Dissimilar many other districts, Elk Grove has been proactive in its efforts to place and rails its students in foster care. Many districts accept no idea how many foster children they have, and are fifty-fifty less aware of how well they are doing. Of the country's 6.2 million students, simply about 42,000 are in foster care, making up a small percentage of students in any one district. Gov. Jerry Brown's budget proposal, if passed, would for the first fourth dimension require districts to go along rails of the academic performance of students in foster care, and would hold schools accountable for their progress. Districts might well look to Elk Grove for inspiration.

Since introducing the foster advancement classes and making efforts to work more than closely with foster kids' social workers and attorneys, Elk Grove "has cut our suspensions of foster youth exponentially," Jones said.

Located in southern Sacramento County, Elk Grove serves more than 62,000 students, including almost 500 foster children each year.

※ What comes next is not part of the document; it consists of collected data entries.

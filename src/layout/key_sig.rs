//! Key signature glyphs, drawn once per staff in circle-of-fifths order.

use crate::key_signature::{accidental_for, FLAT_ORDER, SHARP_ORDER};
use crate::model::{Accidental, DrawInstruction, KeySignature, MidiNote};
use super::dimensions::Dimensions;
use super::position::resolve;
use super::sink::DrawSink;

/// Reference pitches per position in the sharp order F C G D A E B.
const TREBLE_SHARP_NOTES: [MidiNote; 7] = [77, 72, 79, 74, 69, 76, 71]; // F5 C5 G5 D5 A4 E5 B4
const BASS_SHARP_NOTES: [MidiNote; 7] = [53, 48, 55, 50, 45, 52, 47]; // F3 C3 G3 D3 A2 E3 B2

/// Reference pitches per position in the flat order B E A D G C F.
const TREBLE_FLAT_NOTES: [MidiNote; 7] = [71, 76, 69, 74, 67, 72, 65]; // B4 E5 A4 D5 G4 C5 F4
const BASS_FLAT_NOTES: [MidiNote; 7] = [47, 52, 45, 50, 43, 48, 41]; // B2 E3 A2 D3 G2 C3 F2

pub fn render_key_signature_into<S: DrawSink + ?Sized>(
    key: KeySignature,
    dims: &Dimensions,
    sink: &mut S,
) {
    if key.accidental_count() == 0 {
        return;
    }

    let (order, treble, bass, accidental) = if key.uses_sharps() {
        (&SHARP_ORDER, &TREBLE_SHARP_NOTES, &BASS_SHARP_NOTES, Accidental::Sharp)
    } else {
        (&FLAT_ORDER, &TREBLE_FLAT_NOTES, &BASS_FLAT_NOTES, Accidental::Flat)
    };

    let base_x = dims.left_margin() + dims.key_signature_padding();
    let mut drawn = 0;

    for (i, &letter) in order.iter().enumerate() {
        if !accidental_for(key, letter).present {
            continue;
        }
        let x = base_x + drawn as f64 * dims.accidental_spacing();
        for reference in [treble[i], bass[i]] {
            let y = dims.y_for(resolve(reference, key).staff_position);
            sink.emit(DrawInstruction::Accidental { accidental, x, y });
        }
        drawn += 1;
    }

    log::debug!("key signature {} drew {} accidental(s) per staff", key, drawn);
}

/// Accidentals of the key signature itself, independent of any notes.
pub fn render_key_signature(key: KeySignature, dims: &Dimensions) -> Vec<DrawInstruction> {
    let mut out = Vec::new();
    render_key_signature_into(key, dims, &mut out);
    out
}

#[cfg(test)]
mod tests {
    use super::*;
    use crate::model::ViewSize;

    fn accidentals(out: &[DrawInstruction]) -> Vec<(Accidental, f64, f64)> {
        out.iter()
            .filter_map(|i| match *i {
                DrawInstruction::Accidental { accidental, x, y } => Some((accidental, x, y)),
                _ => None,
            })
            .collect()
    }

    /// Staff position of every glyph, in emission order.
    fn positions(key: KeySignature) -> Vec<i32> {
        let dims = Dimensions::default();
        accidentals(&render_key_signature(key, &dims))
            .iter()
            .map(|&(_, _, y)| ((y - dims.center_y()) / dims.step_height()).round() as i32)
            .collect()
    }

    #[test]
    fn sharps_follow_f_c_g_d_a_e_b() {
        // F5/F3, C5/C3
        assert_eq!(positions(KeySignature::DMajor), vec![-10, 4, -7, 7]);
        // ... G5/G3, D5/D3, A4/A2, E5/E3, B4/B2
        assert_eq!(
            positions(KeySignature::CSharpMajor),
            vec![-10, 4, -7, 7, -11, 3, -8, 6, -5, 9, -9, 5, -6, 8]
        );
    }

    #[test]
    fn flats_follow_b_e_a_d_g_c_f() {
        // B4/B2, E5/E3, A4/A2
        assert_eq!(positions(KeySignature::EFlatMajor), vec![-6, 8, -9, 5, -5, 9]);
        // ... D5/D3, G4/G2, C5/C3, F4/F2
        assert_eq!(
            positions(KeySignature::CFlatMajor),
            vec![-6, 8, -9, 5, -5, 9, -8, 6, -4, 10, -7, 7, -3, 11]
        );
    }

    #[test]
    fn c_major_draws_nothing() {
        assert!(render_key_signature(KeySignature::CMajor, &Dimensions::default()).is_empty());
    }

    #[test]
    fn g_major_draws_f_sharp_on_both_staves() {
        let dims = Dimensions::new(ViewSize { width: 400.0, height: 200.0 });
        let acc = accidentals(&render_key_signature(KeySignature::GMajor, &dims));
        assert_eq!(acc.len(), 2);
        assert!(acc.iter().all(|a| a.0 == Accidental::Sharp));
        // F5 on the top treble line, F3 on the fourth bass line
        assert_eq!(acc[0].2, dims.y_for(-10.0));
        assert_eq!(acc[1].2, dims.y_for(4.0));
        assert_eq!(acc[0].1, acc[1].1);
    }

    #[test]
    fn f_major_draws_b_flat_on_both_staves() {
        let dims = Dimensions::default();
        let acc = accidentals(&render_key_signature(KeySignature::FMajor, &dims));
        assert_eq!(acc.len(), 2);
        assert!(acc.iter().all(|a| a.0 == Accidental::Flat));
        assert_eq!(acc[0].2, dims.y_for(-6.0)); // B4
        assert_eq!(acc[1].2, dims.y_for(8.0)); // B2
    }

    #[test]
    fn every_key_draws_two_glyphs_per_accidental_left_to_right() {
        let dims = Dimensions::default();
        for key in KeySignature::ALL {
            let acc = accidentals(&render_key_signature(key, &dims));
            assert_eq!(acc.len(), key.accidental_count() * 2, "{key}");
            for pair in acc.chunks(2).collect::<Vec<_>>().windows(2) {
                assert!(pair[0][0].1 < pair[1][0].1, "{key} not left to right");
            }
        }
    }
}
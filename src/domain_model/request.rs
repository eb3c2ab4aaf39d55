use reqwest::{Method, StatusCode};
use serde::de::DeserializeOwned;

/// A backend call as feature code describes it. The path is relative to the
/// configured API base URL.
#[derive(Debug, Clone)]
pub struct ApiRequest {
    pub method: Method,
    pub path: String,
    pub query: Vec<(String, String)>,
    pub headers: Vec<(String, String)>,
    pub body: Option<serde_json::Value>,
}

impl ApiRequest {
    pub fn new(method: Method, path: impl Into<String>) -> Self {
        Self {
            method,
            path: path.into(),
            query: Vec::new(),
            headers: Vec::new(),
            body: None,
        }
    }

    pub fn get(path: impl Into<String>) -> Self {
        Self::new(Method::GET, path)
    }

    pub fn post(path: impl Into<String>) -> Self {
        Self::new(Method::POST, path)
    }

    pub fn put(path: impl Into<String>) -> Self {
        Self::new(Method::PUT, path)
    }

    pub fn patch(path: impl Into<String>) -> Self {
        Self::new(Method::PATCH, path)
    }

    pub fn delete(path: impl Into<String>) -> Self {
        Self::new(Method::DELETE, path)
    }

    pub fn with_json(mut self, body: serde_json::Value) -> Self {
        self.body = Some(body);
        self
    }

    pub fn with_query(mut self, name: impl Into<String>, value: impl Into<String>) -> Self {
        self.query.push((name.into(), value.into()));
        self
    }

    pub fn with_header(mut self, name: impl Into<String>, value: impl Into<String>) -> Self {
        self.set_header(name, value);
        self
    }

    /// Header names compare case-insensitively; an existing value is replaced.
    pub fn set_header(&mut self, name: impl Into<String>, value: impl Into<String>) {
        let name = name.into();
        self.headers.retain(|(n, _)| !n.eq_ignore_ascii_case(&name));
        self.headers.push((name, value.into()));
    }

    pub fn header(&self, name: &str) -> Option<&str> {
        self.headers
            .iter()
            .find(|(n, _)| n.eq_ignore_ascii_case(name))
            .map(|(_, v)| v.as_str())
    }
}

#[derive(Debug, Clone)]
pub struct ApiResponse {
    pub status: StatusCode,
    pub headers: Vec<(String, String)>,
    pub body: Vec<u8>,
}

impl ApiResponse {
    pub fn new(status: StatusCode, body: impl Into<Vec<u8>>) -> Self {
        Self {
            status,
            headers: Vec::new(),
            body: body.into(),
        }
    }

    pub fn json_body(status: StatusCode, value: &serde_json::Value) -> Self {
        let mut response = Self::new(status, value.to_string());
        response
            .headers
            .push(("content-type".to_string(), "application/json".to_string()));
        response
    }

    pub fn is_success(&self) -> bool {
        self.status.is_success()
    }

    /// The backend signals a missing, invalid or expired access token with 401.
    pub fn is_auth_failure(&self) -> bool {
        self.status == StatusCode::UNAUTHORIZED
    }

    pub fn header(&self, name: &str) -> Option<&str> {
        self.headers
            .iter()
            .find(|(n, _)| n.eq_ignore_ascii_case(name))
            .map(|(_, v)| v.as_str())
    }

    pub fn json<T: DeserializeOwned>(&self) -> Result<T, serde_json::Error> {
        serde_json::from_slice(&self.body)
    }

    pub fn text(&self) -> String {
        String::from_utf8_lossy(&self.body).into_owned()
    }
}
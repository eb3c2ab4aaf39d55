//! Runs the gateway against the in-process backend: three requests fail with a
//! stale token at once, one refresh serves them all, then a revoked refresh
//! token ends the session.
//!
//! $ cargo run --bin gateway_demo

use pandit_session::application_impl::*;
use pandit_session::application_port::*;
use pandit_session::client::ApiClient;
use pandit_session::domain_model::*;
use pandit_session::domain_port::*;
use pandit_session::infra::*;
use pandit_session::logger::*;
use std::sync::Arc;
use std::time::Duration;

#[tokio::main]
async fn main() -> anyhow::Result<()> {
    let logger = Logger::new_bootstrap();
    logger.reload_from_config(&LogConfig {
        filter: "pandit_session=debug,info".to_string(),
    })?;

    let transport = Arc::new(
        FakeHttpTransport::new(DEFAULT_REFRESH_PATH)
            .with_valid_refresh("demo-refresh")
            .with_refresh_delay(Duration::from_millis(200)),
    );
    let store = Arc::new(MemoryCredentialStore::new());
    store.set(ACCESS_TOKEN_KEY, "stale").await?;
    store.set(REFRESH_TOKEN_KEY, "demo-refresh").await?;

    let listener: Arc<dyn SessionListener> = Arc::new(|error: &RefreshError| {
        println!("session ended: {}", error);
    });
    let client = ApiClient::from_parts(
        store.clone(),
        transport.clone(),
        listener,
        GatewayConfig::default(),
    );

    // region concurrent refresh

    let handles: Vec<_> = ["/bookings/", "/shop/cart/", "/users/profile/"]
        .into_iter()
        .map(|path| {
            let gateway = client.gateway.clone();
            tokio::spawn(async move { (path, gateway.request(ApiRequest::get(path)).await) })
        })
        .collect();
    for handle in handles {
        let (path, result) = handle.await?;
        match result {
            Ok(response) => println!("{} -> {}", path, response.status),
            Err(e) => println!("{} -> {}", path, e),
        }
    }
    println!("refresh calls: {}", transport.refresh_calls());

    // endregion

    // region session end

    transport.expire_access();
    store.set(REFRESH_TOKEN_KEY, "revoked").await?;
    let result = client.gateway.request(ApiRequest::get("/users/profile/")).await;
    println!("after revoke: {:?}", result.map(|r| r.status));
    println!("state: {:?}", client.gateway.session_state());

    // endregion

    Ok(())
}
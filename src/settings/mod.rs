//! Settings come from a TOML file picked by build profile or `--settings`.

mod cli;
pub use clap::{Parser, Subcommand};
pub use cli::*;

mod settings;
pub use settings::*;
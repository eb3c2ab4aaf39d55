use crate::application_port::*;
use crate::domain_model::*;
use crate::domain_port::*;
use serde::Deserialize;
use serde_json::json;
use std::sync::{Arc, Mutex, MutexGuard, PoisonError};
use std::time::Duration;
use tokio::sync::oneshot;
use tracing::{debug, info, warn};
use uuid::Uuid;

pub const DEFAULT_REFRESH_PATH: &str = "/token/refresh/";

type RefreshOutcome = Result<AccessToken, RefreshError>;

#[derive(Debug, Clone)]
pub struct GatewayConfig {
    pub refresh_path: String,
    pub refresh_timeout: Duration,
}

impl Default for GatewayConfig {
    fn default() -> Self {
        Self {
            refresh_path: DEFAULT_REFRESH_PATH.to_string(),
            refresh_timeout: Duration::from_secs(15),
        }
    }
}

#[derive(Default)]
struct RefreshState {
    in_flight: bool,
    ended: Option<EndedSession>,
    pending: Vec<oneshot::Sender<RefreshOutcome>>,
}

/// The failure that logged the session out and the refresh token it failed with.
struct EndedSession {
    error: RefreshError,
    refresh: Option<RefreshToken>,
}

impl EndedSession {
    /// A stored refresh token other than the one that failed means a login
    /// wrote fresh credentials.
    fn superseded_by(&self, stored: Option<&RefreshToken>) -> bool {
        stored.is_some() && stored != self.refresh.as_ref()
    }
}

#[derive(Debug, Clone, Copy, PartialEq, Eq)]
enum Attempt {
    Original,
    Replay,
}

#[derive(Deserialize)]
struct RefreshGrant {
    access: String,
    #[serde(default)]
    refresh: Option<String>,
}

/// Attaches the stored bearer token to every request and, when the backend
/// rejects it, runs one refresh exchange shared by every request that fails
/// while that exchange is in flight. Each request is replayed at most once.
pub struct AuthenticatedRequestGateway {
    store: Arc<dyn CredentialStore>,
    transport: Arc<dyn HttpTransport>,
    listener: Arc<dyn SessionListener>,
    config: GatewayConfig,
    state: Mutex<RefreshState>,
}

impl AuthenticatedRequestGateway {
    pub fn new(
        store: Arc<dyn CredentialStore>,
        transport: Arc<dyn HttpTransport>,
        listener: Arc<dyn SessionListener>,
        config: GatewayConfig,
    ) -> Self {
        Self {
            store,
            transport,
            listener,
            config,
            state: Mutex::new(RefreshState::default()),
        }
    }

    fn state(&self) -> MutexGuard<'_, RefreshState> {
        self.state.lock().unwrap_or_else(PoisonError::into_inner)
    }

    async fn send_attempt(
        &self,
        request_id: Uuid,
        request: &ApiRequest,
        token: Option<&AccessToken>,
        attempt: Attempt,
    ) -> Result<ApiResponse, GatewayError> {
        let mut outbound = request.clone();
        if let Some(token) = token {
            outbound.set_header("Authorization", token.bearer());
        }
        debug!(
            %request_id,
            method = %request.method,
            path = %request.path,
            ?attempt,
            authenticated = token.is_some(),
            "sending request"
        );
        Ok(self.transport.send(&outbound).await?)
    }

    /// A token newer than the one the request went out with means another
    /// refresh (or a login) already replaced it.
    async fn rotated_token(
        &self,
        sent_with: Option<&AccessToken>,
    ) -> Result<Option<AccessToken>, GatewayError> {
        let current = self.store.access_token().await?;
        Ok(current.filter(|current| sent_with != Some(current)))
    }

    async fn refreshed_token(&self, request_id: Uuid) -> Result<AccessToken, GatewayError> {
        let stored_refresh = self.store.refresh_token().await?;
        let waiter = {
            let mut state = self.state();
            if state.in_flight {
                let (tx, rx) = oneshot::channel();
                state.pending.push(tx);
                Some(rx)
            } else {
                if let Some(ended) = &state.ended {
                    if !ended.superseded_by(stored_refresh.as_ref()) {
                        debug!(%request_id, "session already ended, not refreshing");
                        return Err(ended.error.clone().into());
                    }
                    debug!(%request_id, "new credentials stored since logout");
                    state.ended = None;
                }
                state.in_flight = true;
                None
            }
        };

        match waiter {
            Some(rx) => {
                debug!(%request_id, "refresh in flight, request queued");
                match rx.await {
                    Ok(outcome) => Ok(outcome?),
                    Err(_) => Err(GatewayError::RefreshInterrupted),
                }
            }
            None => {
                let guard = RefreshGuard {
                    state: &self.state,
                    armed: true,
                };
                let (outcome, presented) = self.run_refresh(request_id).await;
                guard.settle(&outcome, presented);
                Ok(outcome?)
            }
        }
    }

    /// Returns the outcome together with the refresh token that was presented.
    async fn run_refresh(&self, request_id: Uuid) -> (RefreshOutcome, Option<RefreshToken>) {
        info!(%request_id, "access token rejected, refreshing session");
        let (outcome, presented) = match self.store.refresh_token().await {
            Ok(Some(refresh)) => (self.exchange(&refresh).await, Some(refresh)),
            Ok(None) => (Err(RefreshError::MissingRefreshToken), None),
            Err(e) => (Err(RefreshError::Store(e.to_string())), None),
        };

        match &outcome {
            Ok(_) => info!(%request_id, "session refreshed"),
            Err(error) => self.end_session(error).await,
        }
        (outcome, presented)
    }

    async fn exchange(&self, refresh: &RefreshToken) -> RefreshOutcome {
        let request = ApiRequest::post(self.config.refresh_path.as_str())
            .with_json(json!({ "refresh": refresh.0 }));

        let response = tokio::time::timeout(self.config.refresh_timeout, self.transport.send(&request))
            .await
            .map_err(|_| RefreshError::Timeout(self.config.refresh_timeout))?
            .map_err(|e| RefreshError::Transport(e.to_string()))?;

        if !response.is_success() {
            return Err(RefreshError::Rejected {
                status: response.status,
                body: response.text(),
            });
        }

        let grant: RefreshGrant = response
            .json()
            .map_err(|e| RefreshError::MalformedResponse(e.to_string()))?;
        let access = AccessToken(grant.access);

        // The new token still reaches every waiter if it cannot be persisted.
        if let Err(e) = self.store.set(ACCESS_TOKEN_KEY, &access.0).await {
            warn!(error = %e, "failed to persist refreshed access token");
        }
        if let Some(rotated) = grant.refresh {
            if let Err(e) = self.store.set(REFRESH_TOKEN_KEY, &rotated).await {
                warn!(error = %e, "failed to persist rotated refresh token");
            }
        }
        Ok(access)
    }

    async fn end_session(&self, error: &RefreshError) {
        warn!(%error, "session refresh failed, logging out");
        if let Err(e) = self.store.clear_session().await {
            warn!(error = %e, "failed to clear stored credentials");
        }
        self.listener.session_ended(error);
    }
}

fn finish(response: ApiResponse) -> Result<ApiResponse, GatewayError> {
    if response.is_success() || response.status.is_redirection() {
        Ok(response)
    } else {
        Err(GatewayError::Http {
            status: response.status,
            body: response.text(),
        })
    }
}

/// Owns the in-flight flag for the leader of a refresh. Settling drains the
/// queue and records a failure in one locked step, then completes the waiters.
/// A rejection arriving after that starts a new cycle, or fails fast while the
/// session has ended and no new refresh token has been stored. Dropping an unsettled guard releases the flag and drops
/// the queued senders.
struct RefreshGuard<'a> {
    state: &'a Mutex<RefreshState>,
    armed: bool,
}

impl RefreshGuard<'_> {
    fn drain(&self, ended: Option<EndedSession>) -> Vec<oneshot::Sender<RefreshOutcome>> {
        let mut state = self.state.lock().unwrap_or_else(PoisonError::into_inner);
        state.in_flight = false;
        if ended.is_some() {
            state.ended = ended;
        }
        std::mem::take(&mut state.pending)
    }

    fn settle(mut self, outcome: &RefreshOutcome, presented: Option<RefreshToken>) {
        self.armed = false;
        let ended = outcome.as_ref().err().map(|error| EndedSession {
            error: error.clone(),
            refresh: presented,
        });
        let pending = self.drain(ended);
        debug!(waiters = pending.len(), ok = outcome.is_ok(), "refresh settled");
        for waiter in pending {
            let _ = waiter.send(outcome.clone());
        }
    }
}

impl Drop for RefreshGuard<'_> {
    fn drop(&mut self) {
        if self.armed {
            let pending = self.drain(None);
            warn!(waiters = pending.len(), "refresh abandoned before it settled");
        }
    }
}

#[async_trait::async_trait]
impl RequestGateway for AuthenticatedRequestGateway {
    async fn request(&self, request: ApiRequest) -> Result<ApiResponse, GatewayError> {
        let request_id = Uuid::new_v4();
        let sent_with = self.store.access_token().await?;

        let response = self
            .send_attempt(request_id, &request, sent_with.as_ref(), Attempt::Original)
            .await?;
        if !response.is_auth_failure() {
            return finish(response);
        }

        let token = match self.rotated_token(sent_with.as_ref()).await? {
            Some(token) => {
                debug!(%request_id, "credential already replaced, replaying");
                token
            }
            None => self.refreshed_token(request_id).await?,
        };

        let replay = self
            .send_attempt(request_id, &request, Some(&token), Attempt::Replay)
            .await?;
        if replay.is_auth_failure() {
            warn!(%request_id, path = %request.path, "request rejected again after refresh");
        }
        finish(replay)
    }

    fn session_state(&self) -> SessionState {
        let state = self.state();
        if state.in_flight {
            SessionState::Refreshing
        } else if state.ended.is_some() {
            SessionState::LoggedOut
        } else {
            SessionState::Idle
        }
    }

    fn session_started(&self) {
        self.state().ended = None;
    }
}
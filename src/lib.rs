pub mod logger;
pub mod settings;

pub mod client;

pub mod application_impl;
pub mod application_port;
pub mod domain_model;
pub mod domain_port;
pub mod infra;
pub mod infra_http;
pub mod infra_redis;
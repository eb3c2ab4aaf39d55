mod credential;
mod request;
mod session;

pub use credential::*;
pub use request::*;
pub use session::*;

In 2009-10, the commune issued suspensions to 1,504 foster youth, an boilerplate of about iii suspensions for each foster child. (Students who are suspended multiple times are counted as multiple suspensions.) After instituting the foster advocacy classes and the other measures, the number of suspensions fell to 464 in 2010-xi – a 69 percentage plunge. The subtract has continued, with 362 suspensions in 2011-12.

Principal Byrd said the program was easy to implement in his school because there already was a half hour each Thursday set up aside for advocacy classes for all students. Elk Grove high school students attend advocacy class by grade level, so they can larn what they demand to know during each twelvemonth of high school, such equally how to write college essays for juniors.

The foster advancement course includes all grade levels. Foster students can bring together if they want, simply they can too get to their regular advocacy class. The vast bulk cull the foster advocacy class.

The older students help the younger ones, who also witness what foster youth must practise when they become emancipated. They can run across that doing well in schoolhouse will give them more possibilities, Jones said.

The class "builds within the kids a level of self-respect and self-confidence," he said. "They can sit down every week and know that they have this family."

A special report on this program by EdSource Today senior reporter Kathryn Baron was featured on The California Report on KQED.